Pessoa Humana
A compreensão do Homem como Pessoa Humana constitui-se em enorme avanço. O mundo pagão não registra a ideia de pessoa, como oponível, em todos os sentidos, a coisa . Um ser é uma Pessoa Humana quando é capaz de ter discernimento sobre si, sentindo-se responsável pelo que faz e compreendendo que há radical diferença entre o que faz e os efeitos da ação de uma força mecânica ou da ação instintiva de animais.
Dotada de razão, de consciência de si, de natural abertura ao mundo, aos homens e a Deus, de capacidade para distinguir o falso do verdadeiro, o bem do mal, em si e fora de si (consciência moral), a pessoa participa, necessariamente, do concerto intelectual e moral da humanidade.

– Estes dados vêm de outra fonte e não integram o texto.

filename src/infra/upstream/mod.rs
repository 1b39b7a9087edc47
//! HTTP clients for the species catalog and the translation service.

mod catalog;
mod translator;

pub use catalog::CatalogClient;
pub use translator::TranslatorClient;

use reqwest::{Client, Response, Url};
use tracing::debug;

use crate::{domain::error::LookupError, infra::error::InfraError};

const BODY_SNIPPET_LIMIT: usize = 1024;

pub fn user_agent() -> &'static str {
    concat!("pokedex/", env!("CARGO_PKG_VERSION"))
}

/// Shared reqwest client used by both upstream adapters.
pub fn build_client() -> Result<Client, InfraError> {
    Ok(Client::builder().user_agent(user_agent()).build()?)
}

/// Append one path segment to `base`, percent-encoding it.
fn endpoint(base: &Url, segment: &str) -> Result<Url, LookupError> {
    let mut url = base.clone();
    url.path_segments_mut()
        .map_err(|()| LookupError::upstream(format!("base url `{base}` cannot take a path")))?
        .pop_if_empty()
        .push(segment);
    Ok(url)
}

/// At most the first KiB of an upstream body, for error messages.
fn body_snippet(body: &[u8]) -> String {
    let end = body.len().min(BODY_SNIPPET_LIMIT);
    String::from_utf8_lossy(&body[..end]).into_owned()
}

/// Pull the head of a failed response off the wire, stopping once the
/// snippet limit is reached. The rest of the body is never read.
async fn read_error_body(mut response: Response) -> Vec<u8> {
    let mut body = Vec::new();
    while body.len() < BODY_SNIPPET_LIMIT {
        match response.chunk().await {
            Ok(Some(chunk)) => body.extend_from_slice(&chunk),
            Ok(None) => break,
            Err(err) => {
                debug!(target = "pokedex::upstream", error = %err, "error body cut short");
                break;
            }
        }
    }
    body.truncate(BODY_SNIPPET_LIMIT);
    body
}
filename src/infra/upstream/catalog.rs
use async_trait::async_trait;
use reqwest::{Client, StatusCode, Url};
use serde::Deserialize;
use tracing::debug;

use crate::{
    application::upstream::CatalogSource,
    domain::{creatures::Creature, error::LookupError},
    util::text::collapse_whitespace,
};

use super::{body_snippet, endpoint, read_error_body};

const PREFERRED_LANGUAGE: &str = "en";

#[derive(Debug, Deserialize)]
struct ApiSpecies {
    is_legendary: bool,
    name: String,
    habitat: Option<ApiNamed>,
    #[serde(default)]
    flavor_text_entries: Vec<ApiFlavorText>,
}

#[derive(Debug, Deserialize)]
struct ApiNamed {
    name: String,
}

#[derive(Debug, Deserialize)]
struct ApiFlavorText {
    flavor_text: String,
    language: ApiNamed,
}

impl ApiSpecies {
    fn description(&self) -> &str {
        self.flavor_text_entries
            .iter()
            .find(|entry| entry.language.name == PREFERRED_LANGUAGE)
            .or_else(|| self.flavor_text_entries.first())
            .map(|entry| entry.flavor_text.as_str())
            .unwrap_or_default()
    }

    fn into_creature(self) -> Creature {
        let desc = collapse_whitespace(self.description());
        Creature {
            is_legendary: self.is_legendary,
            name: self.name,
            habitat: self.habitat.map(|habitat| habitat.name).unwrap_or_default(),
            desc,
        }
    }
}

/// Species catalog reached over HTTP (`GET <base>/<name>`).
#[derive(Clone, Debug)]
pub struct CatalogClient {
    client: Client,
    base: Url,
}

impl CatalogClient {
    pub fn new(client: Client, base: Url) -> Self {
        Self { client, base }
    }
}

#[async_trait]
impl CatalogSource for CatalogClient {
    async fn fetch_creature(&self, name: &str) -> Result<Creature, LookupError> {
        let url = endpoint(&self.base, name)?;
        debug!(target = "pokedex::upstream::catalog", %url, "fetching species");

        let response = self.client.get(url.clone()).send().await.map_err(|err| {
            LookupError::upstream(format!("request to {url} for `{name}` failed: {err}"))
        })?;
        let status = response.status();
        if status == StatusCode::NOT_FOUND {
            return Err(LookupError::not_found(name));
        }

        if status != StatusCode::OK {
            let body = read_error_body(response).await;
            return Err(LookupError::upstream(format!(
                "unexpected status {} while looking up `{name}`: {}",
                status.as_u16(),
                body_snippet(&body)
            )));
        }

        let body = response.bytes().await.map_err(|err| {
            LookupError::upstream(format!("failed to read species body for `{name}`: {err}"))
        })?;

        let species: ApiSpecies = serde_json::from_slice(&body).map_err(|err| {
            LookupError::upstream(format!("failed to parse species `{name}`: {err}"))
        })?;
        Ok(species.into_creature())
    }
}
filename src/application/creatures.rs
use std::sync::Arc;

use tokio::time::Instant;
use tracing::error;

use crate::{
    application::{
        lookup_cache::{CachedLookup, LookupCache, creature_key, is_reserved_name},
        translation::DescriptionTranslator,
        upstream::CatalogSource,
    },
    cache::Coalescer,
    domain::{
        creatures::{Creature, LookupResult, TranslationKind, normalize_name},
        error::LookupError,
    },
};

pub const TRANSLATION_FAILED_WARNING: &str = "translation failed";

/// Resolves creature records through the shared cache, optionally rewriting the
/// description.
pub struct CreatureService {
    cache: LookupCache,
    catalog: Arc<dyn CatalogSource>,
    translator: Arc<dyn DescriptionTranslator>,
    flights: Coalescer<Creature, LookupError>,
}

impl CreatureService {
    pub fn new(
        cache: LookupCache,
        catalog: Arc<dyn CatalogSource>,
        translator: Arc<dyn DescriptionTranslator>,
    ) -> Self {
        Self {
            cache,
            catalog,
            translator,
            flights: Coalescer::new(),
        }
    }

    /// Look up `raw_name`, translating its description when `translate` is set.
    ///
    /// A failed translation is not an error: the untranslated record comes
    /// back with a warning attached.
    pub async fn lookup(
        &self,
        raw_name: &str,
        translate: bool,
        deadline: Option<Instant>,
    ) -> Result<LookupResult, LookupError> {
        let name = normalize_name(raw_name);
        let creature = self.creature(&name, deadline).await?;

        if !translate || creature.desc.is_empty() {
            return Ok(LookupResult::plain(creature));
        }

        let kind = TranslationKind::for_creature(&creature);
        match self
            .translator
            .translate(&name, &creature.desc, kind, deadline)
            .await
        {
            Ok(desc) => Ok(LookupResult::plain(Creature { desc, ..creature })),
            Err(err) => {
                if err != LookupError::TooManyRequests {
                    error!(
                        target = "pokedex::creatures",
                        pokemon = %name,
                        translation = %kind,
                        error = %err,
                        "failed to translate description"
                    );
                }
                Ok(LookupResult {
                    pokemon: creature,
                    warnings: vec![TRANSLATION_FAILED_WARNING.to_string()],
                })
            }
        }
    }

    async fn creature(
        &self,
        name: &str,
        deadline: Option<Instant>,
    ) -> Result<Creature, LookupError> {
        if is_reserved_name(name) {
            return Err(LookupError::not_found(name));
        }

        let key = creature_key(name);
        if let Some(CachedLookup::Creature(cached)) = self.cache.get(&key) {
            return Ok(cached);
        }

        let flight_key = format!("catalog:{name}");
        let creature = self
            .flights
            .run_until(&flight_key, deadline, || self.catalog.fetch_creature(name))
            .await?;

        self.cache.put(key, CachedLookup::Creature(creature.clone()));
        Ok(creature)
    }
}
use thiserror::Error;

#[derive(Debug, Error)]
pub enum InfraError {
    #[error("io error: {0}")]
    Io(#[from] std::io::Error),
    #[error("telemetry initialization failed: {0}")]
    Telemetry(String),
    #[error("configuration error: {message}")]
    Configuration { message: String },
    #[error("http client error: {0}")]
    HttpClient(#[from] reqwest::Error),
}

impl InfraError {
    pub fn configuration(message: impl Into<String>) -> Self {
        Self::Configuration {
            message: message.into(),
        }
    }

    pub fn telemetry(message: impl Into<String>) -> Self {
        Self::Telemetry(message.into())
    }
}
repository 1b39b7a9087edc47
//! Infrastructure adapters and runtime bootstrap.

pub mod error;
pub mod http;
pub mod telemetry;
pub mod upstream;
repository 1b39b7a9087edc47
use std::sync::{Mutex, MutexGuard};

use tracing::warn;

/// Lock the cache arena, carrying on if a previous holder panicked.
///
/// Every arena mutation finishes relinking before it can panic, so the state
/// behind a poisoned lock is still consistent. The poison flag is cleared so
/// the warning fires once per incident.
pub(crate) fn lock_arena<'a, T>(lock: &'a Mutex<T>, op: &'static str) -> MutexGuard<'a, T> {
    lock.lock().unwrap_or_else(|poisoned| {
        warn!(
            target = "pokedex::cache",
            op, "cache lock was poisoned; continuing with recovered state"
        );
        lock.clear_poison();
        poisoned.into_inner()
    })
}
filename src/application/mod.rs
//! Lookup services sitting between the HTTP surface and the upstream adapters.

pub mod creatures;
pub mod error;
pub mod lookup_cache;
pub mod translation;
pub mod upstream;
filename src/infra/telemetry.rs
use std::sync::Once;

use metrics::{Unit, describe_counter};
use tracing_error::ErrorLayer;
use tracing_subscriber::{
    EnvFilter, fmt,
    layer::{Layer, SubscriberExt},
    util::SubscriberInitExt,
};

use crate::config::{LogFormat, LoggingSettings};

use super::error::InfraError;

static METRIC_DESCRIPTIONS: Once = Once::new();

/// Install a global tracing subscriber using the provided logging settings.
pub fn init(logging: &LoggingSettings) -> Result<(), InfraError> {
    describe_metrics();

    let env_filter = EnvFilter::builder()
        .with_default_directive(logging.level.into())
        .from_env_lossy();

    let fmt_layer = match logging.format {
        LogFormat::Json => fmt::layer()
            .json()
            .with_current_span(true)
            .with_span_list(true)
            .with_target(true)
            .boxed(),
        LogFormat::Compact => fmt::layer().compact().with_target(true).boxed(),
    };

    tracing_subscriber::registry()
        .with(env_filter)
        .with(ErrorLayer::default())
        .with(fmt_layer)
        .try_init()
        .map_err(|err| {
            InfraError::telemetry(format!("failed to install tracing subscriber: {err}"))
        })
}

fn describe_metrics() {
    METRIC_DESCRIPTIONS.call_once(|| {
        describe_counter!(
            "pokedex_cache_hit_total",
            Unit::Count,
            "Lookups answered from the bounded cache."
        );
        describe_counter!(
            "pokedex_cache_miss_total",
            Unit::Count,
            "Lookups that missed the bounded cache."
        );
        describe_counter!(
            "pokedex_cache_evict_total",
            Unit::Count,
            "Entries evicted from the bounded cache at capacity."
        );
        describe_counter!(
            "pokedex_coalesce_shared_total",
            Unit::Count,
            "Callers that joined an in-flight upstream request instead of starting one."
        );
    });
}
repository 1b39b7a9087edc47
use std::{process, sync::Arc};

use pokedex::{
    application::{
        creatures::CreatureService, error::AppError, lookup_cache::LookupCache,
        translation::TranslationService,
    },
    cache::BoundedCache,
    config,
    infra::{
        error::InfraError,
        http::{self, HttpState},
        telemetry,
        upstream::{self, CatalogClient, TranslatorClient},
    },
};
use tracing::{Dispatch, Level, dispatcher, error, info};
use tracing_subscriber::fmt as tracing_fmt;

#[tokio::main]
async fn main() {
    if let Err(error) = run().await {
        report_application_error(&error);
        process::exit(1);
    }
}

fn report_application_error(error: &AppError) {
    if dispatcher::has_been_set() {
        error!(error = %error, "application error");
        return;
    }

    let subscriber = tracing_fmt().with_max_level(Level::ERROR).finish();
    let dispatch = Dispatch::new(subscriber);
    dispatcher::with_default(&dispatch, || {
        error!(error = %error, "application error");
    });
}

async fn run() -> Result<(), AppError> {
    let (_cli_args, settings) = config::load_with_cli().map_err(|err| {
        AppError::from(InfraError::configuration(format!(
            "failed to load configuration: {err}"
        )))
    })?;

    telemetry::init(&settings.logging).map_err(AppError::from)?;

    let http_state = build_http_state(&settings)?;
    serve_http(&settings, http_state).await
}

fn build_http_state(settings: &config::Settings) -> Result<HttpState, AppError> {
    let cache = BoundedCache::new(settings.cache.capacity.get())
        .map_err(|err| AppError::validation(err.to_string()))?;
    info!(
        target = "pokedex::cache",
        capacity = cache.capacity(),
        "lookup cache ready"
    );
    let cache: LookupCache = Arc::new(cache);

    let client = upstream::build_client().map_err(AppError::from)?;
    let catalog = CatalogClient::new(client.clone(), settings.upstream.catalog_url.clone());
    let translator = TranslatorClient::new(client, settings.upstream.translator_url.clone());

    let translations = TranslationService::new(cache.clone(), Arc::new(translator));
    let creatures = CreatureService::new(cache, Arc::new(catalog), Arc::new(translations));

    Ok(HttpState {
        creatures: Arc::new(creatures),
        timeouts: settings.timeouts.clone(),
    })
}

async fn serve_http(settings: &config::Settings, http_state: HttpState) -> Result<(), AppError> {
    let router = http::build_router(http_state);

    let listener = tokio::net::TcpListener::bind(settings.server.addr)
        .await
        .map_err(|err| AppError::from(InfraError::from(err)))?;

    info!(
        target = "pokedex::serve",
        addr = %settings.server.addr,
        catalog = %settings.upstream.catalog_url,
        translator = %settings.upstream.translator_url,
        "listening"
    );

    axum::serve(listener, router.into_make_service())
        .await
        .map_err(|err| AppError::unexpected(format!("server error: {err}")))?;

    Ok(())
}
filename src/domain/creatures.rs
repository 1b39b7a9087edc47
//! Creature records as served to clients, and the rules derived from them.

use std::fmt;

use serde::{Deserialize, Serialize};

use crate::util::text::collapse_whitespace;

#[derive(Debug, Clone, PartialEq, Eq, Serialize, Deserialize)]
pub struct Creature {
    pub is_legendary: bool,
    pub name: String,
    pub habitat: String,
    pub desc: String,
}

#[derive(Debug, Clone, PartialEq, Eq, Serialize)]
pub struct LookupResult {
    pub pokemon: Creature,
    #[serde(skip_serializing_if = "Vec::is_empty")]
    pub warnings: Vec<String>,
}

impl LookupResult {
    pub fn plain(pokemon: Creature) -> Self {
        Self {
            pokemon,
            warnings: Vec::new(),
        }
    }
}

#[derive(Debug, Clone, Copy, PartialEq, Eq, Hash, Serialize, Deserialize)]
#[serde(rename_all = "snake_case")]
pub enum TranslationKind {
    Yoda,
    Shakespeare,
}

impl TranslationKind {
    pub fn as_str(self) -> &'static str {
        match self {
            TranslationKind::Yoda => "yoda",
            TranslationKind::Shakespeare => "shakespeare",
        }
    }

    /// Cave dwellers and legendaries speak like Yoda; everyone else gets Shakespeare.
    pub fn for_creature(creature: &Creature) -> Self {
        if creature.is_legendary || creature.habitat.eq_ignore_ascii_case("cave") {
            TranslationKind::Yoda
        } else {
            TranslationKind::Shakespeare
        }
    }
}

impl fmt::Display for TranslationKind {
    fn fmt(&self, f: &mut fmt::Formatter<'_>) -> fmt::Result {
        f.write_str(self.as_str())
    }
}

/// Canonical lookup name: lowercased with whitespace collapsed.
pub fn normalize_name(raw: &str) -> String {
    collapse_whitespace(&raw.to_lowercase())
}
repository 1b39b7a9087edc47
//! Pokedex cache layer
//!
//! Two independent pieces sit under every upstream lookup:
//!
//! - **Bounded cache**: one process-wide LRU store, shared by reference and
//!   partitioned by key prefix between catalog records and translations.
//! - **Coalescer**: collapses concurrent cache-miss fills for the same key into
//!   a single upstream call.
//!
//! A lookup checks the cache, falls back to the coalescer on miss, and writes
//! the produced value back to the cache on success.

mod coalesce;
mod lock;
mod lru;

pub use coalesce::{CoalesceError, Coalescer};
pub use lru::{BoundedCache, InvalidCapacity, KeyValueCache};
mod middleware;
mod public;

pub use middleware::{REQUEST_ID_HEADER, RequestContext};
pub use public::{HttpState, build_router};
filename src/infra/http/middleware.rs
use std::time::Instant;

use axum::{
    body::Body,
    http::{HeaderValue, Request},
    middleware::Next,
    response::Response,
};
use tracing::{error, warn};
use uuid::Uuid;

use crate::application::error::ErrorReport;

pub const REQUEST_ID_HEADER: &str = "x-request-id";

#[derive(Clone, Debug)]
pub struct RequestContext {
    pub request_id: String,
}

pub async fn set_request_context(mut request: Request<Body>, next: Next) -> Response {
    let request_id = Uuid::new_v4().to_string();
    let ctx = RequestContext {
        request_id: request_id.clone(),
    };
    request.extensions_mut().insert(ctx.clone());

    let mut response = next.run(request).await;
    if let Ok(value) = HeaderValue::from_str(&request_id) {
        response.headers_mut().insert(REQUEST_ID_HEADER, value);
    }
    response.extensions_mut().insert(ctx);
    response
}

/// Log every 4xx/5xx with the diagnostic chain the handler attached.
pub async fn log_responses(request: Request<Body>, next: Next) -> Response {
    let method = request.method().clone();
    let path = request.uri().path().to_string();
    let request_id = request
        .extensions()
        .get::<RequestContext>()
        .map(|ctx| ctx.request_id.clone())
        .unwrap_or_default();
    let start = Instant::now();

    let mut response = next.run(request).await;
    let status = response.status();
    if !(status.is_client_error() || status.is_server_error()) {
        return response;
    }

    let elapsed_ms = start.elapsed().as_millis();
    let (source, chain) = match response.extensions_mut().remove::<ErrorReport>() {
        Some(report) => (report.source, report.messages),
        None => ("unknown", Vec::new()),
    };
    let detail = chain
        .first()
        .map(String::as_str)
        .unwrap_or("no diagnostic available");

    if status.is_server_error() {
        error!(
            target = "pokedex::http::response",
            status = status.as_u16(),
            %method,
            %path,
            elapsed_ms,
            source,
            detail,
            ?chain,
            %request_id,
            "request failed",
        );
    } else {
        warn!(
            target = "pokedex::http::response",
            status = status.as_u16(),
            %method,
            %path,
            elapsed_ms,
            source,
            detail,
            ?chain,
            %request_id,
            "client request error",
        );
    }

    response
}
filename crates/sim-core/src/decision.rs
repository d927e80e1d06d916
//! Daily decisions as submitted and in canonical form.

use crate::player::{PlayerId, UpgradeKind};
use crate::resource::{Resource, ResourceMap};
use rust_decimal::Decimal;
use serde::{Deserialize, Serialize};

/// Raid another tribe's stockpile of one resource.
#[derive(Clone, Copy, Debug, PartialEq, Eq, Serialize, Deserialize)]
pub struct RaidOrder {
    pub target: PlayerId,
    pub resource: Resource,
}

/// Emergency sale at the fixed dump price.
#[derive(Clone, Copy, Debug, PartialEq, Eq, Serialize, Deserialize)]
pub struct DumpOrder {
    pub resource: Resource,
    pub quantity: Decimal,
}

/// A decision exactly as a player sent it.
#[derive(Clone, Debug, Default, PartialEq, Eq, Serialize, Deserialize)]
#[serde(default)]
pub struct RawDecision {
    /// Effort points per resource.
    pub mining: ResourceMap<u32>,
    /// Units to sell per resource.
    pub sell: ResourceMap<Decimal>,
    pub raid: Option<RaidOrder>,
    pub upgrade: Option<UpgradeKind>,
    pub dump: Option<DumpOrder>,
}

/// Named rule that produced a decision for a player who submitted nothing.
#[derive(Clone, Copy, Debug, PartialEq, Eq, Serialize, Deserialize)]
#[serde(rename_all = "snake_case")]
pub enum FallbackKind {
    Idle,
    Standard,
    Bot,
}

/// Where a canonical decision came from.
#[derive(Clone, Copy, Debug, PartialEq, Eq, Serialize, Deserialize)]
#[serde(rename_all = "snake_case")]
pub enum DecisionSource {
    Submitted,
    Fallback(FallbackKind),
}

/// Validated decision ready for resolution.
///
/// Effort is within the daily budget, sell and dump amounts are within their
/// caps and quantized; they are still clamped to stock at resolution.
#[derive(Clone, Debug, PartialEq, Eq, Serialize, Deserialize)]
pub struct Decision {
    pub mining: ResourceMap<u32>,
    pub sell: ResourceMap<Decimal>,
    pub raid: Option<RaidOrder>,
    pub upgrade: Option<UpgradeKind>,
    pub dump: Option<DumpOrder>,
    pub source: DecisionSource,
}

impl Decision {
    /// Decision that does nothing at all.
    pub fn idle(source: DecisionSource) -> Self {
        Self {
            mining: ResourceMap::default(),
            sell: ResourceMap::default(),
            raid: None,
            upgrade: None,
            dump: None,
            source,
        }
    }

    pub fn is_fallback(&self) -> bool {
        matches!(self.source, DecisionSource::Fallback(_))
    }
}

impl From<&Decision> for RawDecision {
    fn from(d: &Decision) -> Self {
        RawDecision {
            mining: d.mining,
            sell: d.sell,
            raid: d.raid,
            upgrade: d.upgrade,
            dump: d.dump,
        }
    }
}
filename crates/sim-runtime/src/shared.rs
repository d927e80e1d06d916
//! Thread-safe handle around a [`GameSession`].
//!
//! Every call takes the one lock, so submissions are serialized per session
//! and a resolution never overlaps a submission.

use crate::resolver::DayOutcome;
use crate::session::{GameSession, PlayerView};
use sim_core::{Decision, PlayerId, RawDecision, StateError, ValidationError};
use std::sync::{Arc, Mutex, MutexGuard, PoisonError};

#[derive(Clone, Debug)]
pub struct SharedSession {
    inner: Arc<Mutex<GameSession>>,
}

impl SharedSession {
    pub fn new(session: GameSession) -> Self {
        Self {
            inner: Arc::new(Mutex::new(session)),
        }
    }

    // A panicked holder cannot leave a half-committed day behind, so the
    // state behind a poisoned lock is still consistent.
    fn lock(&self) -> MutexGuard<'_, GameSession> {
        self.inner.lock().unwrap_or_else(PoisonError::into_inner)
    }

    /// Run `f` with exclusive access.
    pub fn with<T>(&self, f: impl FnOnce(&mut GameSession) -> T) -> T {
        f(&mut self.lock())
    }

    pub fn submit_decision(
        &self,
        player: PlayerId,
        day: u32,
        raw: RawDecision,
    ) -> Result<Decision, ValidationError> {
        self.lock().submit_decision(player, day, raw)
    }

    pub fn resolve_day(&self, day: u32) -> Result<DayOutcome, StateError> {
        self.lock().resolve_day(day)
    }

    pub fn process_day(&self) -> Result<DayOutcome, StateError> {
        self.lock().process_day()
    }

    pub fn player_view(&self, player: PlayerId) -> Option<PlayerView> {
        self.lock().player_view(player)
    }

    /// Consistent copy of the whole session, e.g. for saving.
    pub fn snapshot(&self) -> GameSession {
        self.lock().clone()
    }
}

#[cfg(test)]
mod tests {
    use super::*;
    use sim_core::{GameConfig, Resource};
    use std::thread;

    #[test]
    fn concurrent_submissions_all_land_before_resolution() {
        let mut session = GameSession::new(GameConfig::default(), 3).unwrap();
        let ids: Vec<PlayerId> = (0..6)
            .map(|i| session.login(&format!("p{i}"), "T").unwrap())
            .collect();
        let shared = SharedSession::new(session);

        thread::scope(|scope| {
            for (n, id) in ids.iter().enumerate() {
                let shared = shared.clone();
                scope.spawn(move || {
                    for effort in 1..=5u32 {
                        let mut raw = RawDecision::default();
                        raw.mining[Resource::ALL[n % 4]] = effort;
                        shared.submit_decision(*id, 1, raw).unwrap();
                    }
                });
            }
        });

        assert_eq!(shared.with(|s| s.pending_count()), 6);
        let out = shared.process_day().unwrap();
        assert!(out.report.absentees.is_empty());
        // each tribe's last submission (effort 5) is the one that played
        for (_, decision) in &out.decisions {
            assert_eq!(decision.mining.total(), 5);
        }
        assert_eq!(
            shared.submit_decision(ids[0], 1, RawDecision::default()),
            Err(ValidationError::DayAlreadyResolved { day: 1, current: 2 })
        );
        assert_eq!(shared.snapshot().current_day(), 2);
    }
}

Assim, todos os valores do Homem gravitam forçosamente em torno da Pessoa Humana — dimensão definidora da dignidade do Homem e da sociedade humana — de tal sorte que a própria ideia-valor da igualdade fundamental de todos os homens deriva da aceitação de que todos nascem iguais, dotados de uma mesma dignidade de Pessoa Humana, sagrada e inviolável, na medida em que compartilham de um mesmo patrimônio moral e espiritual.
Segundo a concepção cristã, majoritária em nossa cultura, é o ser espiritual que faz da pessoa uma realidade sacra, intocável, já destinada desde o primeiro instante de sua existência a uma duração eterna. A Pessoa é, assim, um valor absoluto, uma realidade intrinsecamente não manipulável, intimamente livre e soberana, que não pode sofrer constrangimentos ou qualquer violência, da política ou da tecnologia, do Estado, dos partidos ou da religião.
Aos poucos, a questão vai-se deslocando do plano filosófico para o plano sociocultural, onde aparece o lado sociológico e funcional da Pessoa: a personalidade.
Trata-se do produto cultural mais completo, resultante do processo de socialização, que é exercitado por todos os agentes e todas as agências sociais permanentemente, notadamente, é claro, a família e as organizações da instituição educacional. Enquanto a contribuição da educação é bastante conhecida, a da família nem sempre é revelada na
inteireza de sua dimensão.
O trabalho básico de aquisição e de desenvolvimento dos valores por um indivíduo — construção da personalidade — sempre iniciado em fase de baixa idade, requer meio essencial de transferência, quer dizer, veículo afetivo, de características muito especiais, só conhecido, na forma adequada e suficiente, no seio da família. A sociedade de homens livres depende de personalidades afirmativas, capazes de escolhas morais emocionalmente sustentadas — e por isso coerentes consigo mesmas (no tempo e no espaço), e para isto ser alcançado é indispensável a existência e a atuação eficaz da família por longo período da vida.
Há razões claramente funcionais que militam a favor da criação de personalidades livres, ativas e cooperativas. Tanto dependem as personalidades do processo sociocultural de sua formação, como depende este das mesmas personalidades para a sua produção e continuidade.
A incapacidade dos processos socioculturais para produzir personalidades livres, sadias, cooperativas, construtivas — verdadeiras pessoas — pode levar a sério comprometimento à manutenção dos valores e a transformação de tais valores em ação. Um desajuste de grandes proporções pode inviabilizar a sociedade, a não ser quando decorre de transtornos políticos transitórios, como se dá nas revoluções.